Table of Contents
Motivation
When you start your career in software development you become bamboozled by the amount of material on the interwebs, the number of published books (print and ebooks) and the available courses online and offline.
Let me lend you a helping hand!
As I stated in Thoughts on building a library knowledge is power and books are the easiest way to gain profit from other people’s experience.
In contrast to online material (everyone can write articles online nowadays) books from renowned publishers have a rigid publishing process with editing and reviews.
Such a book has most likely few errors in it. Additionally, when a book is in its 43rd printing it should mean it has some truths in it which stand the test of time.
So the books I recommend are “meta” books. They are not about a specific language or framework because those can become outdated pretty soon (e.g. my “Introduction to node.js” from 2012)
You should buy them in their original language in this case English. Translations tend to miss most of the puns and are often not quite precise regarding technical terms.
The Passionate Programmer
Subtitle: “Creating a Remarkable Career in Software Development”

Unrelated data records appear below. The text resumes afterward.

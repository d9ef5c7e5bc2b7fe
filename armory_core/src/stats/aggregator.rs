//! StatAccumulator - Collects stat contributions before clamping them into final stats

use crate::catalog::Attachment;
use crate::source::StatSource;
use crate::types::{StatMap, STAT_MAX, STAT_MIN};
use std::collections::BTreeMap;

/// Accumulates stat contributions from base items and attachments
///
/// Totals are kept unclamped (and wide) while sources are folded in; clamping
/// happens once in [`StatAccumulator::finish`], which is what makes the result
/// independent of application order.
#[derive(Debug, Clone, Default)]
pub struct StatAccumulator {
    totals: BTreeMap<String, i64>,
}

impl StatAccumulator {
    pub fn new() -> Self {
        Self::default()
    }

    /// Add a delta to one stat, creating it at 0 if new
    pub fn add(&mut self, stat: &str, delta: i32) {
        match self.totals.get_mut(stat) {
            Some(total) => *total += i64::from(delta),
            None => {
                self.totals.insert(stat.to_string(), i64::from(delta));
            }
        }
    }

    /// Add every entry of a stat map
    pub fn add_all(&mut self, stats: &StatMap) {
        for (stat, delta) in stats {
            self.add(stat, *delta);
        }
    }

    /// Fold a source into the running totals
    pub fn apply_source(&mut self, source: &dyn StatSource) {
        source.apply(self);
    }

    /// Unclamped running total for a stat
    pub fn total(&self, stat: &str) -> i64 {
        self.totals.get(stat).copied().unwrap_or(0)
    }

    /// Clamp every total into the valid stat range
    pub fn finish(self) -> StatMap {
        self.totals
            .into_iter()
            .map(|(stat, total)| {
                let clamped = total.clamp(i64::from(STAT_MIN), i64::from(STAT_MAX));
                (stat, clamped as i32)
            })
            .collect()
    }
}

/// Final stats for a set of base stats plus equipped attachments
///
/// Empty slots simply do not appear in `attachments`.
pub fn aggregate<'a, I>(base_stats: &StatMap, attachments: I) -> StatMap
where
    I: IntoIterator<Item = &'a Attachment>,
{
    aggregate_sources(base_stats, attachments)
}

/// Same as [`aggregate`], seeded from any source (usually a base item)
pub fn aggregate_sources<'a, I>(seed: &dyn StatSource, attachments: I) -> StatMap
where
    I: IntoIterator<Item = &'a Attachment>,
{
    let mut acc = StatAccumulator::new();
    acc.apply_source(seed);
    for attachment in attachments {
        acc.apply_source(attachment);
    }
    acc.finish()
}

#[cfg(test)]
mod tests {
    use super::*;
    use crate::types::{Rarity, SlotCategory};
    use proptest::prelude::*;

    fn stats(entries: &[(&str, i32)]) -> StatMap {
        entries.iter().map(|(k, v)| (k.to_string(), *v)).collect()
    }

    fn attachment(id: &str, modifiers: StatMap) -> Attachment {
        Attachment {
            id: id.to_string(),
            category: SlotCategory::Optic,
            name: id.to_string(),
            rarity: Rarity::Common,
            tier: 1,
            stat_modifiers: modifiers,
            energy_cost: 0,
            locked: false,
            description: String::new(),
        }
    }

    #[test]
    fn test_no_attachments_returns_base() {
        let base = stats(&[("power", 50), ("stealth", 30)]);
        assert_eq!(aggregate(&base, std::iter::empty()), base);
    }

    #[test]
    fn test_modifiers_add_and_create_keys() {
        let base = stats(&[("power", 50)]);
        let scope = attachment("scope", stats(&[("power", 20), ("tech", 5)]));

        let result = aggregate(&base, [&scope]);
        assert_eq!(result, stats(&[("power", 70), ("tech", 5)]));
    }

    #[test]
    fn test_clamps_after_folding() {
        // 90 + 30 - 30 stays 90 because clamping happens once at the end
        let base = stats(&[("power", 90)]);
        let up = attachment("up", stats(&[("power", 30)]));
        let down = attachment("down", stats(&[("power", -30)]));
        assert_eq!(aggregate(&base, [&up, &down])["power"], 90);

        let crush = attachment("crush", stats(&[("power", -500), ("stealth", 500)]));
        let result = aggregate(&base, [&crush]);
        assert_eq!(result["power"], 0);
        assert_eq!(result["stealth"], 100);
    }

    #[test]
    fn test_accumulator_total_is_unclamped() {
        let mut acc = StatAccumulator::new();
        acc.add("power", 80);
        acc.add("power", 80);
        assert_eq!(acc.total("power"), 160);
        assert_eq!(acc.total("unknown"), 0);
        assert_eq!(acc.finish()["power"], 100);
    }

    static STAT_NAMES: [&str; 5] = ["stealth", "mobility", "power", "tech", "armor"];

    fn base_strategy() -> impl Strategy<Value = StatMap> {
        prop::collection::btree_map(
            prop::sample::select(&STAT_NAMES[..]).prop_map(String::from),
            0..=100i32,
            0..5,
        )
    }

    fn modifier_strategy() -> impl Strategy<Value = StatMap> {
        prop::collection::btree_map(
            prop::sample::select(&STAT_NAMES[..]).prop_map(String::from),
            -1000..1000i32,
            0..5,
        )
    }

    fn attachments_strategy() -> impl Strategy<Value = Vec<Attachment>> {
        prop::collection::vec(modifier_strategy(), 0..8).prop_map(|mods| {
            mods.into_iter()
                .enumerate()
                .map(|(i, m)| attachment(&format!("a{}", i), m))
                .collect()
        })
    }

    proptest! {
        #[test]
        fn prop_results_stay_in_range(base in base_strategy(), attachments in attachments_strategy()) {
            let result = aggregate(&base, &attachments);
            for value in result.values() {
                prop_assert!((STAT_MIN..=STAT_MAX).contains(value));
            }
        }

        #[test]
        fn prop_order_independent(
            base in base_strategy(),
            (original, shuffled) in attachments_strategy()
                .prop_flat_map(|v| (Just(v.clone()), Just(v).prop_shuffle()))
        ) {
            prop_assert_eq!(aggregate(&base, &original), aggregate(&base, &shuffled));
        }

        #[test]
        fn prop_keys_are_union_of_inputs(base in base_strategy(), attachments in attachments_strategy()) {
            let result = aggregate(&base, &attachments);
            for key in base.keys() {
                prop_assert!(result.contains_key(key));
            }
            for attachment in &attachments {
                for key in attachment.stat_modifiers.keys() {
                    prop_assert!(result.contains_key(key));
                }
            }
        }
    }
}
impl App {
    pub fn new(engine: LoadoutEngine, config: ArmoryConfig) -> Self {
        App {
            engine,
            config,
            current_tab: Tab::Dashboard,
            rng: rand::rngs::StdRng::from_entropy(),
            show_help: false,
            status: None,
            pending: None,
            edit_buffer: None,
            selected_saved: 0,
            selected_base: 0,
            lab_focus: LabFocus::Slots,
            selected_slot: 0,
            selected_attachment: 0,
            preset_index: 0,
            skin_index: None,
            theme_index: None,
            compare_first: 0,
            compare_second: 1,
        }
    }

    // === Tabs ===

    pub fn next_tab(&mut self) {
        let tabs = Tab::all();
        let current_idx = tabs.iter().position(|t| *t == self.current_tab).unwrap_or(0);
        let next_idx = (current_idx + 1) % tabs.len();
        self.current_tab = tabs[next_idx];
    }

    pub fn prev_tab(&mut self) {
        let tabs = Tab::all();
        let current_idx = tabs.iter().position(|t| *t == self.current_tab).unwrap_or(0);
        let prev_idx = if current_idx == 0 {
            tabs.len() - 1
        } else {
            current_idx - 1
        };
        self.current_tab = tabs[prev_idx];
    }

    pub fn set_tab(&mut self, index: usize) {
        let tabs = Tab::all();
        if index < tabs.len() {
            self.current_tab = tabs[index];
        }
    }

    pub fn toggle_help(&mut self) {
        self.show_help = !self.show_help;
        if self.show_help {
            self.current_tab = Tab::Help;
        }
    }

    // === Navigation ===

    pub fn on_up(&mut self) {
        match self.current_tab {
            Tab::Dashboard => self.selected_saved = self.selected_saved.saturating_sub(1),
            Tab::Bases => self.selected_base = self.selected_base.saturating_sub(1),
            Tab::Lab => match self.lab_focus {
                LabFocus::Slots => {
                    if self.selected_slot > 0 {
                        self.selected_slot -= 1;
                        self.selected_attachment = 0;
                    }
                }
                LabFocus::Attachments => {
                    self.selected_attachment = self.selected_attachment.saturating_sub(1)
                }
            },
            Tab::Compare => self.compare_first = self.compare_first.saturating_sub(1),
            _ => {}
        }
    }

    pub fn on_down(&mut self) {
        match self.current_tab {
            Tab::Dashboard => {
                if self.selected_saved + 1 < self.engine.saved().len() {
                    self.selected_saved += 1;
                }
            }
            Tab::Bases => {
                if self.selected_base + 1 < self.engine.catalog().base_items().len() {
                    self.selected_base += 1;
                }
            }
            Tab::Lab => match self.lab_focus {
                LabFocus::Slots => {
                    if self.selected_slot + 1 < SlotCategory::all().len() {
                        self.selected_slot += 1;
                        self.selected_attachment = 0;
                    }
                }
                LabFocus::Attachments => {
                    if self.selected_attachment + 1 < self.slot_attachments().len() {
                        self.selected_attachment += 1;
                    }
                }
            },
            Tab::Compare => {
                if self.compare_first + 1 < self.engine.saved().len() {
                    self.compare_first += 1;
                }
            }
            _ => {}
        }
    }

    pub fn on_left(&mut self) {
        match self.current_tab {
            Tab::Lab => self.lab_focus = LabFocus::Slots,
            Tab::Compare => self.compare_second = self.compare_second.saturating_sub(1),
            _ => {}
        }
    }

    pub fn on_right(&mut self) {
        match self.current_tab {
            Tab::Lab => {
                self.lab_focus = LabFocus::Attachments;
                // Reset attachment selection when switching
                self.selected_attachment = 0;
            }
            Tab::Compare => {
                if self.compare_second + 1 < self.engine.saved().len() {
                    self.compare_second += 1;
                }
            }
            _ => {}
        }
    }

    pub fn on_enter(&mut self) {
        match self.current_tab {
            Tab::Dashboard => self.load_selected(),
            Tab::Bases => self.choose_selected_base(),
            Tab::Lab => {
                if self.lab_focus == LabFocus::Attachments {
                    self.equip_selected();
                }
            }
            _ => {}
        }
    }

    // === Dashboard ===

    pub fn selected_saved_id(&self) -> Option<LoadoutId> {
        self.engine
            .saved()
            .get(self.selected_saved)
            .and_then(|l| l.id().cloned())
    }

    fn load_selected(&mut self) {
        if let Some(id) = self.selected_saved_id() {
            if self.engine.load(id.as_str()) {
                self.sync_cosmetic_indices();
                self.set_status(format!("Loaded {}", self.engine.current().name()));
                self.current_tab = Tab::Lab;
            }
        }
    }

    pub fn request_delete(&mut self) {
        if self.current_tab != Tab::Dashboard {
            return;
        }
        if let Some(id) = self.selected_saved_id() {
            self.pending = Some(Pending::Delete(id));
            self.set_status("Delete this loadout? [y] confirm  [Esc] cancel".to_string());
        }
    }

    pub fn confirm_pending(&mut self) {
        match self.pending.take() {
            Some(Pending::Delete(id)) => {
                if self.engine.delete(id.as_str()) {
                    self.set_status("Loadout deleted".to_string());
                }
                self.clamp_selections();
            }
            None => {}
        }
    }

    pub fn cancel_pending(&mut self) {
        if self.pending.take().is_some() {
            self.set_status("Cancelled".to_string());
        }
    }

    pub fn export_selected(&mut self) {
        let loadout = match self.current_tab {
            Tab::Dashboard => self.engine.saved().get(self.selected_saved),
            _ => Some(self.engine.current()),
        };
        let Some(loadout) = loadout else {
            return;
        };

        let result = share_text(loadout)
            .and_then(|doc| write_export(&self.config.export_dir(), &loadout_file_name(loadout), &doc));
        self.report_export(result);
    }

    pub fn export_all(&mut self) {
        let file_name = collection_file_name(unix_millis());
        let result = export_collection(self.engine.saved())
            .and_then(|doc| write_export(&self.config.export_dir(), &file_name, &doc));
        self.report_export(result);
    }

    fn report_export(&mut self, result: Result<PathBuf, armory_core::ExportError>) {
        match result {
            Ok(path) => self.set_status(format!("Exported to {}", path.display())),
            Err(e) => {
                tracing::warn!(error = %e, "export failed");
                self.set_status(format!("Export failed: {}", e));
            }
        }
    }

    /// Import the newest collection export found in the export directory
    pub fn import_latest(&mut self) {
        let Some(path) = latest_collection_export(&self.config.export_dir()) else {
            self.set_status("No collection export to import".to_string());
            return;
        };

        let loaded = fs::read_to_string(&path)
            .map_err(armory_core::ExportError::from)
            .and_then(|doc| import_collection(&doc));
        match loaded {
            Ok(loadouts) => {
                let count = self.engine.import_collection(loadouts);
                self.set_status(format!("Imported {} loadouts from {}", count, path.display()));
            }
            Err(e) => {
                tracing::warn!(error = %e, path = %path.display(), "import failed");
                self.set_status(format!("Import failed: {}", e));
            }
        }
    }

    // === Bases ===

    fn choose_selected_base(&mut self) {
        let Some(id) = self
            .engine
            .catalog()
            .base_items()
            .get(self.selected_base)
            .map(|b| b.id.clone())
        else {
            return;
        };
        self.engine.set_base_item_by_id(&id);
        self.current_tab = Tab::Lab;
    }

    // === Lab ===

    pub fn current_slot(&self) -> SlotCategory {
        SlotCategory::all()[self.selected_slot.min(SlotCategory::all().len() - 1)]
    }

    pub fn slot_attachments(&self) -> &[Attachment] {
        self.engine.catalog().attachments_for(self.current_slot())
    }

    fn equip_selected(&mut self) {
        let slot = self.current_slot();
        let Some(attachment) = self.slot_attachments().get(self.selected_attachment).cloned() else {
            return;
        };
        if attachment.locked {
            self.set_status(format!("{} is locked", attachment.name));
            return;
        }
        self.engine.set_attachment(slot, attachment);
    }

    pub fn unequip_current_slot(&mut self) {
        if self.current_tab == Tab::Lab {
            self.engine.remove_attachment(self.current_slot());
        }
    }

    pub fn clear_attachments(&mut self) {
        if self.current_tab == Tab::Lab {
            self.engine.clear_attachments();
        }
    }

    pub fn randomize(&mut self) {
        if self.current_tab == Tab::Lab {
            self.engine.randomize_attachments(&mut self.rng);
            self.set_status("Randomized attachments".to_string());
        }
    }

    /// Apply presets in catalog order, one per key press
    pub fn apply_next_preset(&mut self) {
        if self.current_tab != Tab::Lab {
            return;
        }
        let presets = self.engine.catalog().presets();
        if presets.is_empty() {
            return;
        }
        let preset = presets[self.preset_index % presets.len()].clone();
        self.preset_index = (self.preset_index + 1) % presets.len();

        self.engine.apply_preset(&preset, &mut self.rng);
        self.set_status(format!("Applied preset: {}", preset.name));
    }

    /// Step through skins, then back to none
    pub fn cycle_skin(&mut self) {
        if self.current_tab != Tab::Lab {
            return;
        }
        let count = self.engine.catalog().skins().len();
        self.skin_index = next_index(self.skin_index, count);
        match self.skin_index.and_then(|i| self.engine.catalog().skins().get(i).cloned()) {
            Some(skin) => self.engine.set_skin(skin),
            None => self.engine.clear_skin(),
        };
    }

    pub fn cycle_theme(&mut self) {
        if self.current_tab != Tab::Lab {
            return;
        }
        let count = self.engine.catalog().color_themes().len();
        self.theme_index = next_index(self.theme_index, count);
        match self
            .theme_index
            .and_then(|i| self.engine.catalog().color_themes().get(i).cloned())
        {
            Some(theme) => self.engine.set_color_theme(theme),
            None => self.engine.clear_color_theme(),
        };
    }

    pub fn suggest_name(&mut self) {
        if self.current_tab == Tab::Lab {
            let name = self.engine.suggest_name(&mut self.rng);
            self.engine.set_name(name);
        }
    }

    pub fn save(&mut self) {
        let name = self.engine.save().name().to_string();
        self.set_status(format!("Saved {}", name));
    }

    pub fn new_loadout(&mut self) {
        self.engine.reset();
        self.skin_index = None;
        self.theme_index = None;
        self.set_status("Started a new loadout".to_string());
    }

    // === Name editing ===

    pub fn is_editing(&self) -> bool {
        self.edit_buffer.is_some()
    }

    pub fn start_edit(&mut self) {
        if self.current_tab == Tab::Lab {
            self.edit_buffer = Some(self.engine.current().name().to_string());
        }
    }

    pub fn edit_push(&mut self, c: char) {
        if let Some(buffer) = self.edit_buffer.as_mut() {
            buffer.push(c);
        }
    }

    pub fn edit_backspace(&mut self) {
        if let Some(buffer) = self.edit_buffer.as_mut() {
            buffer.pop();
        }
    }

    pub fn finish_edit(&mut self) {
        if let Some(name) = self.edit_buffer.take() {
            let name = name.trim().to_string();
            if !name.is_empty() {
                self.engine.set_name(name);
            }
        }
    }

    pub fn cancel_edit(&mut self) {
        self.edit_buffer = None;
    }

    // === Profile ===

    pub fn toggle_dark_mode(&mut self) {
        let dark = self.engine.toggle_dark_mode();
        self.set_status(format!("Dark mode {}", if dark { "on" } else { "off" }));
    }

    // === Helpers ===

    fn set_status(&mut self, message: String) {
        self.status = Some(message);
    }

    fn clamp_selections(&mut self) {
        let saved = self.engine.saved().len();
        let last = saved.saturating_sub(1);
        self.selected_saved = self.selected_saved.min(last);
        self.compare_first = self.compare_first.min(last);
        self.compare_second = self.compare_second.min(last);
    }

    /// Point the skin/theme cycles at whatever the loaded loadout uses
    fn sync_cosmetic_indices(&mut self) {
        let catalog = self.engine.catalog();
        let current = self.engine.current();
        self.skin_index = current
            .skin()
            .and_then(|s| catalog.skins().iter().position(|c| c.id == s.id));
        self.theme_index = current
            .color_theme()
            .and_then(|t| catalog.color_themes().iter().position(|c| c.id == t.id));
    }
}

This book is about building a career in the software industry. It focuses on questions like “Which technology shall I learn?”

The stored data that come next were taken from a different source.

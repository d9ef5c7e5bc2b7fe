//! Prelude module for convenient imports
//!
//! ```rust
//! use armory_core::prelude::*;
//! ```

// Core types
pub use crate::loadout::Loadout;
pub use crate::types::{LoadoutId, Rarity, SlotCategory, StatMap};

// Catalog
pub use crate::catalog::{Attachment, BaseItem, Catalog, ColorTheme, Preset, Skin};
pub use crate::config::{default_catalog, ArmoryConfig};

// Engine
pub use crate::engine::LoadoutEngine;
pub use crate::persistence::{JsonFileStorage, NullStorage, Storage};
pub use crate::stats::{EnergyLevel, EnergyStatus, Readiness};
//! Time source for loadout timestamps

use chrono::{DateTime, Duration, Utc};
use std::sync::{Arc, Mutex};

pub trait Clock {
    fn now(&self) -> DateTime<Utc>;
}

/// Wall-clock time
#[derive(Debug, Clone, Copy, Default)]
pub struct SystemClock;

impl Clock for SystemClock {
    fn now(&self) -> DateTime<Utc> {
        Utc::now()
    }
}

/// A clock that only moves when told to; clones share the same time
#[derive(Debug, Clone)]
pub struct ManualClock {
    now: Arc<Mutex<DateTime<Utc>>>,
}

impl ManualClock {
    pub fn new(start: DateTime<Utc>) -> Self {
        ManualClock {
            now: Arc::new(Mutex::new(start)),
        }
    }

    pub fn set(&self, at: DateTime<Utc>) {
        if let Ok(mut now) = self.now.lock() {
            *now = at;
        }
    }

    pub fn advance(&self, by: Duration) {
        if let Ok(mut now) = self.now.lock() {
            *now += by;
        }
    }
}

impl Clock for ManualClock {
    fn now(&self) -> DateTime<Utc> {
        match self.now.lock() {
            Ok(now) => *now,
            Err(poisoned) => *poisoned.into_inner(),
        }
    }
}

It is packed with career tips and self-improvement concepts like “Daily Hit – Have an accomplishment to report every day!”
The Passionate Programmer on Amazon (Affiliate)
The Pragmatic Programmer
Published in 1999 with the subtitle “from journey man to master” this is the big brother to the passionate programmer.
It’s main topic is how to deal with your everyday life as a software developer codified into 70 tips.
From the mindset (“don’t live with broken windows”) over DRY principle, code generation, Big-O notation to team building this book has it all.
I first bought it when I started as a SW developer in 2005 and the lessons are still true!
The Pragmatic Programmer on Amazon (Affiliate)
Clean Code
Uncle Bob wrote this masterpiece in 2009 and had (still has) a big impact on the software crafting movement.
From the boy-scout rule to an appendix of code smells this book is monster.
It is hard to fathom its deepness in just a few sentences you need to read it!
Clean Code on Amazon (Affiliate)
Design Patterns
AKA GoF, Gang of Four, subtitle “Elements of Reusable Object-Oriented Software.”
It is one of the most influential books regarding how to structure your code.
It contains a description of the basic 23 design pattern which are language agnostic. (Although implementation examples are given in C++)
This makes the book a timeless classic as well.
Design Patterns on Amazon (Affiliate)
Refactoring
Another heavyweight. Refactoring by Martin Fowler
The subtitle says it all: “Improving the design of existing code”
Yes, this is for the brownfield trenches.